It therefore follows that if

one does not have the right regard for the value of money nor the value of thrift in business relations, he will be handicapped just so much in his striving toward commercial success.

The college man is generally conceited. He has an exalted opinion of his ability. At first his views of business, colored with his own conceit, are distorted. He feels that he knows too much to learn a business "from the ground up." He would rather start halfway up. It is hard for him to realize that he can never arrive at the top except by way of the bottom. Fortunately for him, however, a few hard knocks usually teach him his lesson, and, once started, it takes more than the ordinary amount of discouragement to stop him.

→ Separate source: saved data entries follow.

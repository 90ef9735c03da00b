//! Syntax and shape detection.
//!
//! Raw bytes are tried as JSON first and YAML second; the resulting tree is
//! then sniffed (or taken at its declared format) and deserialized into one of
//! the closed [`RawSpec`] variants.

use std::fmt;
use std::str::FromStr;

use serde::{Deserialize, Serialize};
use serde_json::Value;
use tracing::debug;

use crate::error::{Result, SpecError};
use crate::openapi::{OpenApiDoc, SwaggerDoc};
use crate::postman::Collection;

/// Specification family a document belongs to.
#[derive(Debug, Clone, Copy, PartialEq, Eq, PartialOrd, Ord, Hash, Serialize, Deserialize)]
pub enum SourceType {
    /// Swagger / OpenAPI 2.x.
    #[serde(rename = "swagger")]
    OpenApi2,
    /// OpenAPI 3.x.
    #[serde(rename = "openapi")]
    OpenApi3,
    #[serde(rename = "postman")]
    Postman,
}

impl SourceType {
    pub fn as_str(self) -> &'static str {
        match self {
            Self::OpenApi2 => "swagger",
            Self::OpenApi3 => "openapi",
            Self::Postman => "postman",
        }
    }
}

impl fmt::Display for SourceType {
    fn fmt(&self, f: &mut fmt::Formatter<'_>) -> fmt::Result {
        f.write_str(self.as_str())
    }
}

impl FromStr for SourceType {
    type Err = SpecError;

    fn from_str(s: &str) -> Result<Self> {
        match s.trim().to_ascii_lowercase().as_str() {
            "swagger" | "openapi2" | "openapi-2" => Ok(Self::OpenApi2),
            "openapi" | "openapi3" | "openapi-3" => Ok(Self::OpenApi3),
            "postman" => Ok(Self::Postman),
            other => Err(SpecError::unsupported(format!("unknown source type `{other}`"))),
        }
    }
}

/// A document deserialized into its format's typed tree.
#[derive(Debug, Clone)]
pub enum RawSpec {
    OpenApi2(SwaggerDoc),
    OpenApi3(OpenApiDoc),
    Postman(Collection),
}

impl RawSpec {
    pub fn source_type(&self) -> SourceType {
        match self {
            Self::OpenApi2(_) => SourceType::OpenApi2,
            Self::OpenApi3(_) => SourceType::OpenApi3,
            Self::Postman(_) => SourceType::Postman,
        }
    }

    /// Decode `raw`, then interpret it as `declared` or the sniffed format.
    pub fn from_bytes(raw: &[u8], declared: Option<SourceType>) -> Result<Self> {
        let tree = parse_tree(raw)?;
        let source_type = match declared {
            Some(source_type) => source_type,
            None => sniff(&tree)?,
        };
        debug!(%source_type, declared = declared.is_some(), "detected specification format");
        Self::from_tree(tree, source_type)
    }

    fn from_tree(tree: Value, source_type: SourceType) -> Result<Self> {
        if !tree.is_object() {
            return Err(SpecError::unsupported("top-level value is not an object"));
        }
        if source_type == SourceType::Postman
            && !tree.get("item").is_some_and(Value::is_array)
        {
            return Err(SpecError::malformed("postman collection has no `item` array"));
        }

        let invalid = |e: serde_json::Error| {
            SpecError::malformed(format!("invalid {source_type} document: {e}"))
        };
        Ok(match source_type {
            SourceType::OpenApi2 => Self::OpenApi2(serde_json::from_value(tree).map_err(invalid)?),
            SourceType::OpenApi3 => Self::OpenApi3(serde_json::from_value(tree).map_err(invalid)?),
            SourceType::Postman => Self::Postman(serde_json::from_value(tree).map_err(invalid)?),
        })
    }
}

/// Decode bytes as JSON, falling back to YAML.
pub fn parse_tree(raw: &[u8]) -> Result<Value> {
    match serde_json::from_slice::<Value>(raw) {
        Ok(value) => Ok(value),
        Err(json_err) => {
            let yaml: serde_yaml::Value = serde_yaml::from_slice(raw).map_err(|yaml_err| {
                SpecError::unsupported(format!(
                    "neither JSON ({json_err}) nor YAML ({yaml_err})"
                ))
            })?;
            Ok(yaml_to_json(yaml))
        }
    }
}

/// Convert a YAML tree to JSON, stringifying non-string keys such as the
/// integer status codes under `responses`.
fn yaml_to_json(value: serde_yaml::Value) -> Value {
    use serde_yaml::Value as Yaml;

    match value {
        Yaml::Null => Value::Null,
        Yaml::Bool(b) => Value::Bool(b),
        Yaml::Number(n) => {
            if let Some(i) = n.as_i64() {
                Value::from(i)
            } else if let Some(u) = n.as_u64() {
                Value::from(u)
            } else {
                n.as_f64()
                    .and_then(serde_json::Number::from_f64)
                    .map_or(Value::Null, Value::Number)
            }
        }
        Yaml::String(s) => Value::String(s),
        Yaml::Sequence(items) => Value::Array(items.into_iter().map(yaml_to_json).collect()),
        Yaml::Mapping(map) => Value::Object(
            map.into_iter()
                .filter_map(|(k, v)| yaml_key(k).map(|k| (k, yaml_to_json(v))))
                .collect(),
        ),
        Yaml::Tagged(tagged) => yaml_to_json(tagged.value),
    }
}

fn yaml_key(key: serde_yaml::Value) -> Option<String> {
    use serde_yaml::Value as Yaml;

    match key {
        Yaml::String(s) => Some(s),
        Yaml::Number(n) => Some(n.to_string()),
        Yaml::Bool(b) => Some(b.to_string()),
        _ => None,
    }
}

/// Identify the format from top-level keys.
fn sniff(tree: &Value) -> Result<SourceType> {
    let Some(object) = tree.as_object() else {
        return Err(SpecError::unsupported("top-level value is not an object"));
    };

    let version = |key: &str| -> Option<String> {
        object.get(key).map(|v| match v {
            Value::String(s) => s.clone(),
            other => other.to_string(),
        })
    };

    if let Some(v) = version("swagger") {
        return if v.starts_with('2') {
            Ok(SourceType::OpenApi2)
        } else {
            Err(SpecError::unsupported(format!("swagger version {v}")))
        };
    }
    if let Some(v) = version("openapi") {
        return if v.starts_with('3') {
            Ok(SourceType::OpenApi3)
        } else {
            Err(SpecError::unsupported(format!("openapi version {v}")))
        };
    }
    if object.contains_key("info") && object.contains_key("item") {
        return Ok(SourceType::Postman);
    }

    Err(SpecError::unsupported(
        "expected `swagger`, `openapi`, or a postman `info` + `item` object",
    ))
}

So much for theories. What are the actual facts about college men's success? I have a few that are illuminating. I chose what seemed to me a typical class in two typical colleges. I took the class of 1906 in Yale University, an example of the large college, and the class of 1906 in Amherst College, an example of the small one. I chose the class of 1906, because it seemed to me that in seven years a man should have had time enough to get his footing in the outside world, but not too much time in which to secure an executive position that, with more than average ability, he should have secured earlier. The graduates were divided into three classes, as follows:

Class 1.-Those who own or are partners in a business, and those who occupy strictly managerial positions :

Yale, 71; Amherst, 27.

Class 2.-Those who hold no executive positions, but are in no sense clerks (in this

class are included salesmen, life insurance agents, real estate agents, and the like, many of whom are making larger salaries and, in reality, hold more responsible positions than some of those included in Class 1):

Yale, 35; Amherst, 18.

Class 3.-Those who hold, strictly clerical positions:

Yale, 5; Amherst, 3.

Summary.-Executive and so-called "independent" positions: Yale, 106, or 95% per cent; Amherst, 45, or 94 per cent. Clerical positions: Yale, 5, or 41⁄2 per cent; Amherst, 3. or 6 per cent.

Besides these figures there is evidence of another kind. I wrote to a few active corporation managers whose experience in their own companies and in outside activities entitles their opinions to be considered with respect. My letter asked for a brief answer to the following questions:

1. What, in your opinion, are the merits that an average college senior possesses which will be of service to him upon entering business?

2. What, in your opinion, are the most important things that the average college senior has to " unlearn" upon entering business?

3. From your experience which men, as a rule, secure the executive positions—the college men or the non-college men?

4. Would you care to state why it is that the college man ultimately outdistances the non-college man, or vice versa ?

5. Do you believe that the tendency of the college man in business is to lift business to a higher moral and more efficient plane, or vice versa ?

6. Has your company any fixed policy in regard to the employment of college men?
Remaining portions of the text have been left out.